My goodness does that bloody my nose and tear my guts. I am willing and have said “personally to their faces” what I’ve said in the pulpit but not as I should. I find that if I trust a man (or woman) and his love for me, I’m willing to rebuke. I find that I’m much more willing to do so in the context of a pre-arranged meeting where I’ve had time to prepare and know what I’m going to say beforehand.

I am often reluctant to do so with those I distrust, with those whose opinion I fear more than is right, or in situations where I see something in real time and so should say something but most often do not.

I thought this topic would be helpful. What has been helpful to you in overcoming your fear of man and so be more willing to make not the pulpit but a stage?

9 Likes

Several thoughts float immediately to the surface of memory . . .

I remember the moment I perceived the pulpit as a stage and the congregation an audience full of critics with the power to applaud, or to nod off into disconnected reverie, or to throw turnips at me. I was appalled, outraged, and terrified all at once. Why did our Lord not strike us all down with ash-rendering bursts of fire? For this stupid charade proclaimed itself to be His worship!

This happened very early in my life as a pastor. After that moment I spent a long time sensing that the Sword of the Lord hung over me by the thinnest frayed thread. One wrong word would send it swiftly downward.

It’s not that I never spoke God’s Word before this. Rather that I participated in the charade Pr. Baxter speaks of here.

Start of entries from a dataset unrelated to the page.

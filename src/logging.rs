// ==========================================
// 日志系统初始化
// ==========================================
// 使用 tracing 和 tracing-subscriber
// 支持环境变量配置日志级别
// 支持追加写入日志文件（批处理运行记录）
// ==========================================

use serde::{Deserialize, Serialize};
use std::fs::{File, OpenOptions};
use std::path::Path;
use std::sync::Mutex;
use tracing_subscriber::{fmt, EnvFilter};

/// 日志文件格式
#[derive(Debug, Clone, Copy, PartialEq, Eq, Default, Serialize, Deserialize)]
#[serde(rename_all = "lowercase")]
pub enum LogFormat {
    #[default]
    Text,
    Json,
}

fn default_filter() -> EnvFilter {
    // 从环境变量读取日志级别，默认为 info
    EnvFilter::try_from_default_env().unwrap_or_else(|_| EnvFilter::new("info"))
}

/// 初始化日志系统（输出到 stdout）
///
/// # 环境变量
/// - RUST_LOG: 日志级别过滤器（默认: info）
///   例如: RUST_LOG=debug 或 RUST_LOG=vendor_summary=trace
///
/// # 示例
/// ```no_run
/// use vendor_summary::logging;
/// logging::init();
/// ```
pub fn init() {
    fmt()
        .with_env_filter(default_filter())
        .with_target(true)
        .with_thread_ids(false)
        .with_line_number(true)
        .init();
}

/// 初始化日志系统（追加写入日志文件）
///
/// 父目录不存在时自动创建；文件以 append 模式打开，历史记录保留。
pub fn init_with_file(path: &Path, format: LogFormat) -> std::io::Result<()> {
    if let Some(parent) = path.parent() {
        if !parent.as_os_str().is_empty() {
            std::fs::create_dir_all(parent)?;
        }
    }
    let file: File = OpenOptions::new().create(true).append(true).open(path)?;
    let writer = Mutex::new(file);

    let builder = fmt()
        .with_env_filter(default_filter())
        .with_writer(writer)
        .with_ansi(false)
        .with_target(true)
        .with_line_number(true);

    match format {
        LogFormat::Text => builder.init(),
        LogFormat::Json => builder.json().init(),
    }
    Ok(())
}

/// 初始化测试环境的日志系统
///
/// 使用更详细的日志级别，便于调试
pub fn init_test() {
    let _ = fmt()
        .with_env_filter(EnvFilter::new("debug"))
        .with_test_writer()
        .try_init();
}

In a visceral fear of the Lord, my pulpit ministry began to change. Punches previously pulled, or telegraphed beforehand, or softened with bales of cotton - I had to unlearn these things. It was not easy to do so. I was full of dread held at bay only the the express promises of our Lord in the Gospels. And, this same dread hectored me as I saw the effects of these changes in me in the flock of unruly sheep I had previously placated. With no resume, I found myself fired with a newborn baby at my wife’s breast. That, too, was a dreadful prospect.

But, if repentance brought such professional calamity, that too was in His hands, and this wholly understandable reaction by my flock was also in His hands.

The end result was very good - another story for another time. What has remained to this day is the preciousness of fearing the Lord, its power to strengthen a man full of folly, sins, and ignorance of the world’s ways and (even worse) ignorance of the scope of wreckage inflicted upon his own soul by the Fall, the Curse, and his heritage in Adam.

Secondly, this early experience set me firmly upon a path that led me inevitably to my Christian patrimony in the English Reformation. I will die with the words of that patrimony on my lips, its hymns reverberating in my mind, its prayers pouring from my heart.

9 Likes

“Fear of man” can cut in all sorts of ways.

Many years ago, during the Todd Bentley trainwreck, I was preaching in the Vineyard Church I was then part of, and made some fairly critical comments about him. One woman took strong exception to what I’d said, but instead of tackling me on it (fair enough), she proceeded to turn on the pastor’s wife about what I’d said. I have never understood why.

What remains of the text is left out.